Me insistió de nuevo.

—Prometo llevar el ritmo, he visto que estás en forma. Verás, yo también buscaba hacer el camino de forma más tradicional.

¡Jolines! Y ahora, ¿qué espera que le diga? Cómo voy a decirle que no. Quizás sea mejor que me quede con Félix y me dé a la bebida. No imagino cuatro días andando con una desconocida. García Márquez aprendió a decir que no a los cuarenta, debe de ser que me faltan tres para tener más seguridad en mí misma.

—¡Claro! —digo—, coge tu mochila, será un placer.

Ese viaje que empezó con el pie torcido para Félix, sin muchas pretensiones para mí, me traería las cumbres y los pueblos que se han detenido en el tiempo, la canción del agua cuando baja por los ríos, los pulmones ensanchados y a Mireia Capdevila.

¿Qué podría decir de ella ahora?

Que no es guapa, pero tan inteligente que se vuelve atractiva para cualquiera que acaba conociéndola. Si se deja, porque no habla mucho. Que le gusta visitar museos: el Prado, The National Gallery, el Louvre, el MoMA, la Galería de los Uffizi, y por ellos sabes los países que ha visitado, como si realmente fueran sus capitales. No tiene hijos, ni está casada, pero mantiene una relación de años con Juan, un funcionario de justicia; cada uno en su casa. Y escribe cartas. Creo que ya no conozco a nadie que escriba cartas. Mireia dice que eso es porque vivo en Occidente.

—Siento lo de tu pareja.

—¿Félix? —sonrío—. No es mi pareja, somos amigos. De los buenos. No te preocupes, estará mejor que bien. Lo conozco. Es feliz con un buen vino y una buena mesa.

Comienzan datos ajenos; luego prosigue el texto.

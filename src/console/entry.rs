//! This module defines the structure for a single console entry.
use chrono::{DateTime, Local};
use std::fmt;
use uuid::Uuid;

/// The severity assigned to a log line when it is classified.
#[derive(Debug, Clone, Copy, PartialEq, Eq, Hash)]
pub enum Severity {
    Info,
    Warning,
    Error,
    Debug,
}

impl Severity {
    /// The tag shown between brackets when an entry is rendered.
    pub fn as_str(&self) -> &'static str {
        match self {
            Severity::Info => "INFO",
            Severity::Warning => "WARNING",
            Severity::Error => "ERROR",
            Severity::Debug => "DEBUG",
        }
    }
}

impl fmt::Display for Severity {
    fn fmt(&self, f: &mut fmt::Formatter<'_>) -> fmt::Result {
        f.write_str(self.as_str())
    }
}

/// Represents a single console entry with id, timestamp, severity and message.
///
/// Entries are immutable once created; the store only ever appends or
/// evicts them.
#[derive(Debug, Clone, PartialEq, Eq)]
pub struct LogEntry {
    /// Unique identifier, used by the view to anchor scrolling.
    pub id: Uuid,
    /// The time the entry was added to the store.
    pub timestamp: DateTime<Local>,
    /// The classified severity.
    pub severity: Severity,
    /// The raw line or notice text.
    pub message: String,
}

impl LogEntry {
    /// Creates a new entry stamped with the current local time.
    pub fn new(severity: Severity, message: impl Into<String>) -> Self {
        Self {
            id: Uuid::new_v4(),
            timestamp: Local::now(),
            severity,
            message: message.into(),
        }
    }

    /// Formats the entry as `[HH:mm:ss] [SEVERITY] message`.
    pub fn format_line(&self) -> String {
        format!(
            "[{}] [{}] {}",
            self.timestamp.format("%H:%M:%S"),
            self.severity,
            self.message
        )
    }
}

#[cfg(test)]
mod tests {
    use super::*;
    use chrono::TimeZone;

    #[test]
    fn format_line_uses_clock_time_and_tag() {
        let entry = LogEntry {
            id: Uuid::new_v4(),
            timestamp: Local.with_ymd_and_hms(2025, 3, 29, 9, 5, 7).unwrap(),
            severity: Severity::Warning,
            message: "low battery".to_string(),
        };

        assert_eq!(entry.format_line(), "[09:05:07] [WARNING] low battery");
    }

    #[test]
    fn entries_get_distinct_ids() {
        let a = LogEntry::new(Severity::Info, "a");
        let b = LogEntry::new(Severity::Info, "a");
        assert_ne!(a.id, b.id);
    }
}
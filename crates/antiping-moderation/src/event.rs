//! Typed parsing of inbound room events.
//!
//! The homeserver hands us loosely typed JSON. This module converts it into
//! a [`RoomMessage`] up front, so the rest of the pipeline only sees checked
//! fields and malformed input fails with an error naming the field.

use antiping_core::Timestamp;
use serde::{Deserialize, Serialize};
use serde_json::Value;
use thiserror::Error;

/// Event type carrying chat messages.
pub const ROOM_MESSAGE_TYPE: &str = "m.room.message";

/// Errors from parsing an inbound event.
#[derive(Debug, Clone, PartialEq, Eq, Error)]
pub enum EventError {
    /// A required field is absent.
    #[error("missing field `{field}`")]
    MissingField {
        /// Dotted path of the field
        field: &'static str,
    },

    /// A field has the wrong JSON type.
    #[error("field `{field}` must be {expected}")]
    WrongType {
        /// Dotted path of the field
        field: &'static str,
        /// Expected JSON type
        expected: &'static str,
    },
}

/// Message content category, from `content.msgtype`.
#[derive(Debug, Clone, PartialEq, Eq, Hash, Serialize, Deserialize)]
pub enum MessageKind {
    /// `m.text`
    Text,
    /// `m.image`
    Image,
    /// `m.audio`
    Audio,
    /// `m.video`
    Video,
    /// Any other message type (notices, emotes, files, ...)
    Other(String),
}

impl MessageKind {
    /// Parse a `msgtype` string.
    pub fn from_msgtype(msgtype: &str) -> Self {
        match msgtype {
            "m.text" => Self::Text,
            "m.image" => Self::Image,
            "m.audio" => Self::Audio,
            "m.video" => Self::Video,
            other => Self::Other(other.to_owned()),
        }
    }

    /// Whether this is image, audio or video content.
    pub fn is_media(&self) -> bool {
        matches!(self, Self::Image | Self::Audio | Self::Video)
    }
}

/// A validated `m.room.message` event.
#[derive(Debug, Clone, PartialEq, Eq, Serialize, Deserialize)]
pub struct RoomMessage {
    /// Room the message was sent to
    pub room_id: String,
    /// Full user id of the sender
    pub sender: String,
    /// Origin server timestamp
    pub timestamp: Timestamp,
    /// Content category
    pub kind: MessageKind,
    /// HTML body, when the client sent one
    pub formatted_body: Option<String>,
}

impl RoomMessage {
    /// Parse an event; `Ok(None)` for events that are not room messages.
    pub fn from_event(event: &Value) -> Result<Option<Self>, EventError> {
        match optional_str(event, "type", "type")? {
            Some(ROOM_MESSAGE_TYPE) => {}
            _ => return Ok(None),
        }

        let room_id = required_str(event, "room_id", "room_id")?.to_owned();
        let sender = required_str(event, "sender", "sender")?.to_owned();
        let ts_ms = event
            .get("origin_server_ts")
            .ok_or(EventError::MissingField {
                field: "origin_server_ts",
            })?
            .as_u64()
            .ok_or(EventError::WrongType {
                field: "origin_server_ts",
                expected: "a non-negative integer",
            })?;

        let content = event.get("content").ok_or(EventError::MissingField {
            field: "content",
        })?;
        if !content.is_object() {
            return Err(EventError::WrongType {
                field: "content",
                expected: "an object",
            });
        }
        let msgtype = required_str(content, "msgtype", "content.msgtype")?;
        let formatted_body =
            optional_str(content, "formatted_body", "content.formatted_body")?.map(str::to_owned);

        Ok(Some(Self {
            room_id,
            sender,
            timestamp: Timestamp::from_millis(ts_ms),
            kind: MessageKind::from_msgtype(msgtype),
            formatted_body,
        }))
    }
}

fn required_str<'a>(
    value: &'a Value,
    key: &str,
    field: &'static str,
) -> Result<&'a str, EventError> {
    optional_str(value, key, field)?.ok_or(EventError::MissingField { field })
}

fn optional_str<'a>(
    value: &'a Value,
    key: &str,
    field: &'static str,
) -> Result<Option<&'a str>, EventError> {
    match value.get(key) {
        None | Some(Value::Null) => Ok(None),
        Some(Value::String(s)) => Ok(Some(s.as_str())),
        Some(_) => Err(EventError::WrongType {
            field,
            expected: "a string",
        }),
    }
}

#[cfg(test)]
mod tests {
    use super::*;
    use serde_json::json;

    fn text_event() -> Value {
        json!({
            "type": "m.room.message",
            "room_id": "!room:example.org",
            "sender": "@alice:example.org",
            "origin_server_ts": 1_700_000_000_000u64,
            "content": {
                "msgtype": "m.text",
                "body": "hi",
                "formatted_body": "<b>hi</b>"
            }
        })
    }

    #[test]
    fn test_parses_text_message() {
        let message = RoomMessage::from_event(&text_event()).unwrap().unwrap();
        assert_eq!(message.room_id, "!room:example.org");
        assert_eq!(message.sender, "@alice:example.org");
        assert_eq!(message.timestamp.ts_ms, 1_700_000_000_000);
        assert_eq!(message.kind, MessageKind::Text);
        assert_eq!(message.formatted_body.as_deref(), Some("<b>hi</b>"));
    }

    #[test]
    fn test_non_message_events_are_skipped() {
        let event = json!({ "type": "m.room.member", "room_id": 4 });
        assert_eq!(RoomMessage::from_event(&event).unwrap(), None);
        assert_eq!(RoomMessage::from_event(&json!({})).unwrap(), None);
    }

    #[test]
    fn test_missing_and_mistyped_fields() {
        let mut event = text_event();
        event.as_object_mut().unwrap().remove("sender");
        assert_eq!(
            RoomMessage::from_event(&event).unwrap_err(),
            EventError::MissingField { field: "sender" }
        );

        let mut event = text_event();
        event["origin_server_ts"] = json!("yesterday");
        assert!(matches!(
            RoomMessage::from_event(&event).unwrap_err(),
            EventError::WrongType {
                field: "origin_server_ts",
                ..
            }
        ));

        let mut event = text_event();
        event["content"]["msgtype"] = json!(7);
        assert!(matches!(
            RoomMessage::from_event(&event).unwrap_err(),
            EventError::WrongType {
                field: "content.msgtype",
                ..
            }
        ));
    }

    #[test]
    fn test_media_kinds() {
        assert!(MessageKind::from_msgtype("m.video").is_media());
        assert!(!MessageKind::from_msgtype("m.notice").is_media());
        assert_eq!(
            MessageKind::from_msgtype("m.file"),
            MessageKind::Other("m.file".to_owned())
        );
    }
}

Caminamos a buen paso, los primeros kilómetros por la ribera del Sil los hacemos en silencio, disfrutando de los paisajes, dejando que el olor de la tierra nos revuelva los sentidos. Atravesamos Compostilla y proseguimos, a ratos conversando, hasta Fuentes de Nava, donde nos recibe un crucero con las figuras de Santiago el peregrino y un Cristo crucificado. Hacemos un alto y seguimos hasta Camponaraya.

—Cuéntame —me pregunta—, ¿a qué te dedicas?